SYNTHETIC BIOLOGY

Synthetic biology

What it is:

Engineered biological components

Synthetic biology lies at the intersection of biology and engineering. One way to define synthetic biology is as ”the use of engineering principles to design and assemble biological components,” in other words, the artificial design of biological objects or living organisms using standardized rules. But this field is evolving so rapidly that its definition changes rapidly too. 

Also known as synbio, the field can be viewed as the latest version of humanity’s toolkit to harness genetic information towards useful outcomes. For a very long time, humans have artificially selected desirable genetic traits by selectively breeding plants and animals. Since the 1980s biotechnologists have devised ways to directly manipulate the genetic code of organisms, and to move DNA around across species, using a set of techniques known as genetic engineering or recombinant DNA technology. More recently, biologists and engineers have learned how to make long stretches of DNA from scratch, and combine them using standardized rules to develop new biological functions. This is what many view as the fundamental feature of synthetic biology.

This emerging field is already being used to improve research and industrial applications, for example the production of biofuels or medically relevant biomolecules used to combat malaria. A major accelerator of synthetic biology has been the chemical synthesis of DNA on a large scale. As of 2016, multiple companies in the United States can artificially synthesize a sequence of DNA up to 10,000 base pairs long for less than $0.15 per base pair and in less than 2 weeks.

The Debate:

Social and ethical questions

Synthetic biology could yield benefits to humanity through advances in medicine, environmental science, and energy, to name a few. But there are ongoing ethical and social debates around synthetic biology. Concerns about its potential outcomes are often divided into physical harms and non-physical harms. Physical harms refer to issues of safety and security, such as the potential danger of releasing engineered viruses and bacteria into the world. Should the sequences of such potential harms be kept private to prevent biological terrorism?

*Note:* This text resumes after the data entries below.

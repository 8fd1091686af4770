//! Server configuration module

use clap::Parser;
use vitrine_app::context::AppSettings;

use crate::config::{
    checkout::CheckoutConfig,
    observability::{LoggingConfig, TracingConfig},
    payment::PaymentConfig,
    server::ServerRuntimeConfig,
};

pub(crate) mod checkout;
pub(crate) mod observability;
pub(crate) mod payment;
pub(crate) mod server;

/// Vitrine JSON API Server configuration
#[derive(Debug, Parser)]
#[command(name = "vitrine-json", about = "Vitrine checkout API server", long_about = None)]
pub struct ServerConfig {
    /// Server network settings.
    #[command(flatten)]
    pub server: ServerRuntimeConfig,

    /// Logging output settings.
    #[command(flatten)]
    pub logging: LoggingConfig,

    /// OpenTelemetry trace export settings.
    #[command(flatten)]
    pub tracing: TracingConfig,

    /// PIX payee settings.
    #[command(flatten)]
    pub payment: PaymentConfig,

    /// Settlement and quote timing settings.
    #[command(flatten)]
    pub checkout: CheckoutConfig,
}

impl ServerConfig {
    /// Load configuration from environment and CLI arguments
    ///
    /// # Errors
    ///
    /// Returns an error if configuration cannot be parsed
    pub fn load() -> Result<Self, clap::Error> {
        // Load .env file if present (ignore if missing)
        _ = dotenvy::dotenv();

        Self::try_parse()
    }

    /// Get the socket address for binding
    #[must_use]
    pub fn socket_addr(&self) -> std::net::SocketAddr {
        self.server.socket_addr()
    }

    /// Application settings derived from the payment and checkout sections.
    #[must_use]
    pub fn app_settings(&self) -> AppSettings {
        AppSettings {
            payment: self.payment.payment_settings(),
            settlement_delay: self.checkout.settlement_delay(),
            grant_validity: self.checkout.grant_validity(),
            quote_ack_delay: self.checkout.quote_ack_delay(),
        }
    }
}

#[cfg(test)]
mod tests {
    use jiff::SignedDuration;
    use testresult::TestResult;

    use super::*;

    #[test]
    fn defaults_match_the_simulated_checkout() -> TestResult {
        let config = ServerConfig::try_parse_from(["vitrine-json"])?;
        let settings = config.app_settings();

        assert_eq!(config.server.port, 3000);
        assert_eq!(settings.payment.key, "123e4567-e12b-12d1-a456-426655440000");
        assert_eq!(settings.settlement_delay, SignedDuration::from_secs(30));
        assert_eq!(settings.grant_validity, SignedDuration::from_hours(24 * 30));
        assert_eq!(settings.quote_ack_delay.as_millis(), 1_500);

        Ok(())
    }

    #[test]
    fn flags_override_defaults() -> TestResult {
        let config = ServerConfig::try_parse_from([
            "vitrine-json",
            "--port",
            "8080",
            "--pix-key",
            "loja@example.com",
            "--settlement-delay-seconds",
            "5",
            "--access-grant-days",
            "7",
        ])?;
        let settings = config.app_settings();

        assert_eq!(config.socket_addr().to_string(), "0.0.0.0:8080");
        assert_eq!(settings.payment.key, "loja@example.com");
        assert_eq!(settings.settlement_delay, SignedDuration::from_secs(5));
        assert_eq!(settings.grant_validity, SignedDuration::from_hours(24 * 7));

        Ok(())
    }
}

Non-physical harms are often focused on the role of human intervention in the natural world. Is it appropriate to genetically enhance human traits? Who would have access to those enhancements? The idea of synthetically creating DNA leads to many ethical questions because of the power given to the engineer.

These and other risk considerations are important but they should not overshadow the potential advances produced by synthetic biology. Realistically, it would be really hard to make new life forms to intentionally cause harm. In the words of 1995 Nobel Prize laureate David Baltimore, “the real danger today is from organisms that already exist. The idea of synthesizing something worse than that, of taking bits of Ebola and other viruses to create something more deadly, underestimates how hard it is to survive in the natural world.”

The future:

The Genome Project – Write

In May 2016, a group of leaders in science, business, and policy (many associated with Harvard University) announced plans to synthetically create an entire human genome. The project would be managed by the Center of Excellence for Engineering biology, a nonprofit organization.

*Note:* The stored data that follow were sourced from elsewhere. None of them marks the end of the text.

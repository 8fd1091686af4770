use std::{sync::Arc, time::Duration};

use clap::{Args, Parser, Subcommand};

use vitrine_storefront::{
    api::HttpStorefrontApi,
    checkout::{CheckoutSettings, DEFAULT_COMMUNITY_LINK},
};

mod catalog;
mod checkout;
mod quote;

#[derive(Debug, Parser)]
#[command(name = "vitrine", about = "Vitrine storefront checkout", long_about = None)]
pub(crate) struct Cli {
    #[command(flatten)]
    client: ClientArgs,

    #[command(subcommand)]
    command: Commands,
}

#[derive(Debug, Args)]
struct ClientArgs {
    /// Base URL of the checkout API
    #[arg(long, env = "VITRINE_API_URL", default_value = "http://localhost:3000")]
    api_url: String,

    /// Seconds between payment status checks
    #[arg(long, env = "VITRINE_POLL_INTERVAL_SECONDS", default_value_t = 5)]
    poll_interval_secs: u64,

    /// Community link handed out after a course purchase
    #[arg(long, env = "VITRINE_COMMUNITY_LINK", default_value = DEFAULT_COMMUNITY_LINK)]
    community_link: String,
}

impl ClientArgs {
    fn api(&self) -> Arc<HttpStorefrontApi> {
        Arc::new(HttpStorefrontApi::new(self.api_url.clone()))
    }

    fn settings(&self) -> CheckoutSettings {
        CheckoutSettings {
            poll_interval: Duration::from_secs(self.poll_interval_secs.max(1)),
            community_link: self.community_link.clone(),
        }
    }
}

#[derive(Debug, Subcommand)]
enum Commands {
    /// List catalogue products and prices
    Catalog,
    /// Buy a template and wait for payment
    Checkout(checkout::ProductArgs),
    /// Buy the course and wait for payment
    Course,
    /// Request a quote for custom work
    Quote(quote::QuoteArgs),
}

impl Cli {
    pub(crate) async fn run(self) -> Result<(), String> {
        match self.command {
            Commands::Catalog => {
                catalog::run();
                Ok(())
            }
            Commands::Checkout(args) => {
                checkout::run_product(args, self.client.api(), self.client.settings()).await
            }
            Commands::Course => {
                checkout::run_course(self.client.api(), self.client.settings()).await
            }
            Commands::Quote(args) => quote::run(args, self.client.api()).await,
        }
    }
}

The organizers compare this project to the Human Genome Project (HGP, another DNAdots topic), which successfully decoded the 3-billion base pair human genetic code in 2003. The newly created project would require similarly large resources (i.e., a $3 billion budget). If humans are to achieve genome-scale biological engineering, new technology will be needed. Just like the HGP significantly accelerated our ability to read base pairs, the new HGP-Write project might result in novel tools to make and edit genomes synthetically.

Potential uses of a synthetic genome include growing human organs for transplantation and engineering cell lines immune to cancer or resistant to infection. Despite the potential benefits of this project, there are also many ethical quandaries related to synthetic genetic material; for example, it raises the possibility of creating humans without biological parents. Successfully implementing the HGP-Write will require public engagement and consideration of its ethical, legal, and social implications.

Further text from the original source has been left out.